We meet again, blogosphere.

I'm not going to lie, I don't know how coherent or entertaining this blog is going to be. I'm real distracted at the moment, but I've been meaning to blog for a long time now, and dammit, I plan on following through. The people must get what they want.

I am eating cake. It was my birthday last week Thursday, and my mom's is the day after mine, so we have a plethora of baked goods left over from our joint celebration. (And by joint I mean conjoined...) So, here I am, eating cake, and watching Antiques Road Show with my parents while I put off studying for an exam that I have tomorrow.

Yesterday I watched the Melissa McCarthy episode of SNL on Hulu. As I was waiting for it to buffer, I went to Subway to get dinner. I came home and ate while I watched the episode. It was all right, she's hilarious, but I think some of the skits were sort of strange and forgettable.

When I clicked out of the video and back to the interwebs, I found that my Twitter had exploded while I was watching SNL. All of the tweets said, "RIP Steve Jobs."

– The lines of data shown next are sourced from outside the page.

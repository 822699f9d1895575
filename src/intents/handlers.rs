/**
 * Intent CRUD Handlers
 *
 * Every mutating action runs one statement, flashes a notice (success or
 * a generic store-failure message), and redirects back to the dashboard.
 * Store failures never produce an error page here; the dashboard renders
 * with whatever could be read.
 */
use axum::{
    extract::{Path, State},
    response::{Html, IntoResponse, Redirect, Response},
    Form,
};
use askama::Template;
use serde::Deserialize;

use crate::context::RequestContext;
use crate::error::AppError;
use crate::intents::db;
use crate::server::state::AppState;
use crate::templates::DashboardTemplate;

/// Add-intent form data
#[derive(Debug, Deserialize)]
pub struct IntentForm {
    pub tag: String,
    pub patterns: String,
    pub responses: String,
}

/// Update-intent form data (id travels as a hidden field)
#[derive(Debug, Deserialize)]
pub struct IntentUpdateForm {
    pub id: i64,
    pub tag: String,
    pub patterns: String,
    pub responses: String,
}

/// Dashboard handler: list all intents
pub async fn dashboard(
    State(state): State<AppState>,
    mut ctx: RequestContext,
) -> Result<Response, AppError> {
    let intents = match db::list(&state.db).await {
        Ok(intents) => intents,
        Err(err) => {
            tracing::error!(error = %err, "failed to list intents");
            ctx.flash(err.notice());
            Vec::new()
        }
    };

    let page = DashboardTemplate::new(ctx.take_notices(), intents).render()?;
    Ok((ctx, Html(page)).into_response())
}

/// Add an intent, then redirect to the dashboard
pub async fn insert(
    State(state): State<AppState>,
    mut ctx: RequestContext,
    Form(form): Form<IntentForm>,
) -> Response {
    match db::insert(&state.db, &form.tag, &form.patterns, &form.responses).await {
        Ok(intent) => {
            tracing::info!(intent_id = intent.id, tag = %intent.tag, "intent added");
            ctx.flash("Intent added.");
        }
        Err(err) => {
            tracing::error!(error = %err, "failed to insert intent");
            ctx.flash(err.notice());
        }
    }
    (ctx, Redirect::to("/")).into_response()
}

/// Update an intent, then redirect to the dashboard
pub async fn update(
    State(state): State<AppState>,
    mut ctx: RequestContext,
    Form(form): Form<IntentUpdateForm>,
) -> Response {
    match db::update(&state.db, form.id, &form.tag, &form.patterns, &form.responses).await {
        Ok(true) => {
            tracing::info!(intent_id = form.id, "intent updated");
            ctx.flash("Intent updated.");
        }
        Ok(false) => ctx.flash("No such intent."),
        Err(err) => {
            tracing::error!(error = %err, "failed to update intent");
            ctx.flash(err.notice());
        }
    }
    (ctx, Redirect::to("/")).into_response()
}

/// Delete an intent, then redirect to the dashboard
pub async fn delete(
    State(state): State<AppState>,
    mut ctx: RequestContext,
    Path(id): Path<i64>,
) -> Response {
    match db::delete(&state.db, id).await {
        Ok(true) => {
            tracing::info!(intent_id = id, "intent deleted");
            ctx.flash("Intent deleted.");
        }
        Ok(false) => ctx.flash("No such intent."),
        Err(err) => {
            tracing::error!(error = %err, "failed to delete intent");
            ctx.flash(err.notice());
        }
    }
    (ctx, Redirect::to("/")).into_response()
}
/**
 * Authentication Handler Types
 *
 * Form payloads for the login and credential-maintenance endpoints.
 */
use serde::Deserialize;

/// Login form data
#[derive(Debug, Deserialize)]
pub struct LoginForm {
    /// Admin email address
    pub email: String,
    /// Submitted password (verified against the stored credential)
    pub password: String,
}

/// Provisioning form data
///
/// Creates or replaces the credential for an email; the password is
/// hashed before storage.
#[derive(Debug, Deserialize)]
pub struct ProvisionForm {
    pub email: String,
    pub password: String,
}

/// Rehash form data
///
/// Names the credential to migrate from legacy plaintext to a hash.
#[derive(Debug, Deserialize)]
pub struct RehashForm {
    pub email: String,
}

A few words on the passing of Steve Jobs:

First of all, I was saddened to hear of his death. He was an innovator, and he changed technology as we know it today. I love and appreciate all of the contributions that Steve Jobs has given the world. I will never go back to PCs now that I have my MacBook, and, after a very long period where I believed I would never in my life own an iPod (this was in high school, I was naive), I appreciate the compactness and convenience of my cute little pink Nano. God bless Steve Jobs.

I was perusing Facebook last night and saw that Ingrid Michaelson posted something in response to her previous post. She was shocked to see how many people were being disrespectful to Mr. Jobs, and that she was not in fact trying to be "trendy" by posting "RIP Steve Jobs" as her status. She does not believe that death is trendy.

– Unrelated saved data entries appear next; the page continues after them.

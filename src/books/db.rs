//! Book model and database operations.
//!
//! The `timestamp` column records when the book row was created, as a
//! `YYYY-MM-DD HH:MM:SS` UTC string; updates leave it untouched.

use chrono::Utc;
use sqlx::SqlitePool;

use crate::error::AppError;

/// One library book record
#[derive(Debug, Clone, sqlx::FromRow)]
pub struct Book {
    pub id: i64,
    pub title: String,
    pub subject: String,
    pub location: String,
    pub availability: String,
    pub timestamp: String,
}

/// List all books, oldest first
pub async fn list(pool: &SqlitePool) -> Result<Vec<Book>, AppError> {
    let books = sqlx::query_as::<_, Book>(
        r#"
        SELECT id, title, subject, location, availability, timestamp
        FROM books
        ORDER BY id
        "#,
    )
    .fetch_all(pool)
    .await?;

    Ok(books)
}

/// Insert a new book, stamping the creation time server-side
pub async fn insert(
    pool: &SqlitePool,
    title: &str,
    subject: &str,
    location: &str,
    availability: &str,
) -> Result<Book, AppError> {
    let timestamp = Utc::now().format("%Y-%m-%d %H:%M:%S").to_string();

    let book = sqlx::query_as::<_, Book>(
        r#"
        INSERT INTO books (title, subject, location, availability, timestamp)
        VALUES (?1, ?2, ?3, ?4, ?5)
        RETURNING id, title, subject, location, availability, timestamp
        "#,
    )
    .bind(title)
    .bind(subject)
    .bind(location)
    .bind(availability)
    .bind(timestamp)
    .fetch_one(pool)
    .await?;

    Ok(book)
}

/// Update a book by id, returns `false` if the id does not exist
pub async fn update(
    pool: &SqlitePool,
    id: i64,
    title: &str,
    subject: &str,
    location: &str,
    availability: &str,
) -> Result<bool, AppError> {
    let result = sqlx::query(
        r#"
        UPDATE books
        SET title = ?1, subject = ?2, location = ?3, availability = ?4
        WHERE id = ?5
        "#,
    )
    .bind(title)
    .bind(subject)
    .bind(location)
    .bind(availability)
    .bind(id)
    .execute(pool)
    .await?;

    Ok(result.rows_affected() > 0)
}

/// Delete a book by id, returns `false` if the id does not exist
pub async fn delete(pool: &SqlitePool, id: i64) -> Result<bool, AppError> {
    let result = sqlx::query(
        r#"
        DELETE FROM books
        WHERE id = ?1
        "#,
    )
    .bind(id)
    .execute(pool)
    .await?;

    Ok(result.rows_affected() > 0)
}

I went through and read the comments from her previous post and found that the first comment said, "DON'T CARE." and it went from there. To those people who said that there are so many people who die every day and their deaths don't get worldwide recognition on Facebook or Twitter or the news or this blog , I say this:

If you want your death, or the death of a loved one to be known, make it known. Steve Jobs made a name for himself. People know who he is because of the things he contributed to the world, and to our lives. If you want people to wish you well after your life has ended, then follow in Mr. Jobs's footsteps make yourself known. Do something important. Create something invaluable. Write a song that will stay in everyone's heads forever. Write a book that will change people's perspective. Don't stand still in a crowd full of people standing still. Be that crazy person jumping up and down flailing your arms. If you don't do anything at all that would make even just one person notice you, then don't complain because nobody knows who you are.

I've spoken my peace. Which is what Steve Jobs should rest in.

It is good to see you again, Blogger-mongers. That's my new thing. Adding "mongers" to the ends of words that end in "-er". Like Twitter-mongers. I do that, too. On the Twitter.

I'd write more, but I've laundry and studying to do. Goodnight, y'all.

Peace and mexillence,

Molly

Comments

  1. Back with a vengeance = posting once a month.